Hence, many expected a "reversion to the norm" after the PAP's stronger-than-expected GE 2015 result.

With all these odds stacked against the PAP, we are naturally happy that Mr Murali won the election. Yet, despite the fact that this was the PAP's first victory in a single-seat by-election in 37 years, the party should not be exuberant.

It should study the result to understand what matters to our citizens and how we can serve them better.

WHAT WE CAN LEARN

The fact that the PAP managed to win back Bukit Batok despite Mr David Ong's personal mistake reflects that track record and hard work matter. Residents remembered the years of hard work put in by Mr Ong and the Jurong team. As a result, they were prepared to give their trust to Mr Murali, a PAP activist who has served quietly and diligently in the constituency for 16 years.

And as a result of the Jurong team, the party was able to demonstrate continuity of leadership despite the change in MP.

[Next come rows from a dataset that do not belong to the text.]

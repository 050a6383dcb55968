use imageproc::contours::{BorderType, find_contours};
use imageproc::point::Point;

use super::Mask;

/// One connected foreground component, described by its outer boundary.
///
/// The boundary runs through pixel centres with collinear steps collapsed, and
/// `area` is the shoelace area of that polygon. This is not the pixel count: a
/// lone pixel has area 0 and an `n x n` block has area `(n - 1)^2`. The area
/// thresholds in [`crate::config::CountConfig`] are calibrated against this
/// polygon area.
#[derive(Debug, Clone, PartialEq)]
pub struct Region {
    boundary: Vec<Point<i32>>,
    area: f64,
}

impl Region {
    pub fn from_boundary(boundary: Vec<Point<i32>>) -> Self {
        let area = polygon_area(&boundary);
        Self { boundary, area }
    }

    pub fn boundary(&self) -> &[Point<i32>] {
        &self.boundary
    }

    pub fn area(&self) -> f64 {
        self.area
    }
}

/// Finds every outermost foreground component (8-connected) and returns one
/// region per component. Islands sitting inside a hole of another component
/// are not reported.
pub fn extract_regions(mask: &Mask) -> Vec<Region> {
    if mask.width() == 0 || mask.height() == 0 {
        return Vec::new();
    }

    let regions: Vec<Region> = find_contours::<i32>(&pad_with_background(mask))
        .into_iter()
        .filter(|c| matches!(c.border_type, BorderType::Outer) && c.parent.is_none())
        .map(|c| {
            let points: Vec<Point<i32>> =
                c.points.iter().map(|p| Point::new(p.x - 1, p.y - 1)).collect();
            Region::from_boundary(simplify_collinear(&points))
        })
        .collect();

    log::debug!("extracted {} external regions", regions.len());
    regions
}

/// Copies `mask` into a frame one background pixel wider on every side.
///
/// The tracer loses components that touch two opposite image edges; with the
/// frame every component is enclosed by background.
fn pad_with_background(mask: &Mask) -> Mask {
    let mut padded = Mask::new(mask.width() + 2, mask.height() + 2);
    for (x, y, px) in mask.enumerate_pixels() {
        padded.put_pixel(x + 1, y + 1, *px);
    }
    padded
}

/// Drops boundary points that lie on a straight run between their neighbours.
pub fn simplify_collinear(points: &[Point<i32>]) -> Vec<Point<i32>> {
    let mut deduped: Vec<Point<i32>> = Vec::with_capacity(points.len());
    for &p in points {
        if deduped.last() != Some(&p) {
            deduped.push(p);
        }
    }
    while deduped.len() > 1 && deduped.first() == deduped.last() {
        deduped.pop();
    }

    let n = deduped.len();
    if n < 3 {
        return deduped;
    }

    let step = |a: Point<i32>, b: Point<i32>| ((b.x - a.x).signum(), (b.y - a.y).signum());
    (0..n)
        .filter(|&i| {
            let prev = deduped[(i + n - 1) % n];
            let cur = deduped[i];
            let next = deduped[(i + 1) % n];
            step(prev, cur) != step(cur, next)
        })
        .map(|i| deduped[i])
        .collect()
}

/// Shoelace area of a closed polygon.
pub fn polygon_area(points: &[Point<i32>]) -> f64 {
    if points.len() < 3 {
        return 0.0;
    }

    let n = points.len();
    let twice: i64 = (0..n)
        .map(|i| {
            let a = points[i];
            let b = points[(i + 1) % n];
            a.x as i64 * b.y as i64 - b.x as i64 * a.y as i64
        })
        .sum();

    (twice as f64 / 2.0).abs()
}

Conversely, the Singapore Democratic Party's (SDP's) relative inexperience in managing a town council - and possibly, their weak record when they did manage neighbouring Bukit Gombak Town Council - would not have gone unnoticed. Our citizens are discerning, and will not vote for just anyone who comes along and makes promises.

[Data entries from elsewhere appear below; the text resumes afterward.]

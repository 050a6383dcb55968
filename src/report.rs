//! Text table of cluster sizes and the grand total.

use crate::estimate::RunResult;

const RULE: &str = "+-------------------------------+";

/// Renders the histogram as a bordered, tab-aligned table: one row per
/// cluster size (ascending) with its occurrence count and `size * count`,
/// then a TOTAL row.
pub fn format_report(result: &RunResult) -> String {
    let mut lines = vec![
        RULE.to_string(),
        "| cluster size\t| count\t| total\t|".to_string(),
        RULE.to_string(),
    ];
    for (size, count) in result.histogram.iter() {
        lines.push(format!(
            "| {size}\t\t| {count}\t| {}\t|",
            size as u64 * count as u64
        ));
    }
    lines.push(RULE.to_string());
    lines.push(format!("| TOTAL\t\t\t| {}\t|", result.total_cells));
    lines.push(RULE.to_string());

    let mut out = lines.join("\n");
    out.push('\n');
    out
}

Second, policies matter. A key thrust of the SDP's campaign was their policies, which they presented as original and better than the Government's. In actuality, they are recycled policies that had not worked elsewhere.

Furthermore, it became clear to Bukit Batok voters that SDP was not transparent in its policy presentation: It advertised the benefits of the policies but neglected to explain their costs and possible side effects. Selling a policy without being honest about its trade-offs is not respectful of the electorate's discernment. SDP must better appreciate that the Singaporean voter is rational and pragmatic.

Finally, motives matter: Singaporeans want leaders who will put them and their well-being first.

The outcome of the Bukit Batok race confirmed that Singaporean voters do not take kindly to being treated as stepping stones in someone's political journey.

On national issues, residents were able to see through the SDP's politics of alarm, division and populism. To divide rather than unite is not the brand of leadership that Singaporeans want.

But even as the PAP learns from the SDP's shortcomings, it is worth examining how the SDP conducted its campaign. Though it lost, I personally think it would be unwise of the PAP to underestimate the progress the SDP has made.

The SDP was able to gain national attention during the campaign. It showed its ability to profile itself in ways that might appeal to a new generation of voters who may be less familiar and more forgiving of Dr Chee's past.

The SDP's use of emotional appeals, its social media presence and Western-style rhetoric bear watching. These tactics did not work this time, but they may in the future.

CONCLUSION

But at the end of the day, Singaporeans should be heartened that no one gets into Parliament without his character, track record and policy positions being scrutinised.

The by-election made it clear that Singaporeans examine closely both the parties and candidates that offer themselves to the electorate.

Those who serve by putting Singapore and Singaporeans ahead of their personal interests will win the vote of Singaporeans.

  • The author, an Organising Secretary of the PAP, is Minister in the Prime Minister's Office and NTUC Secretary-General.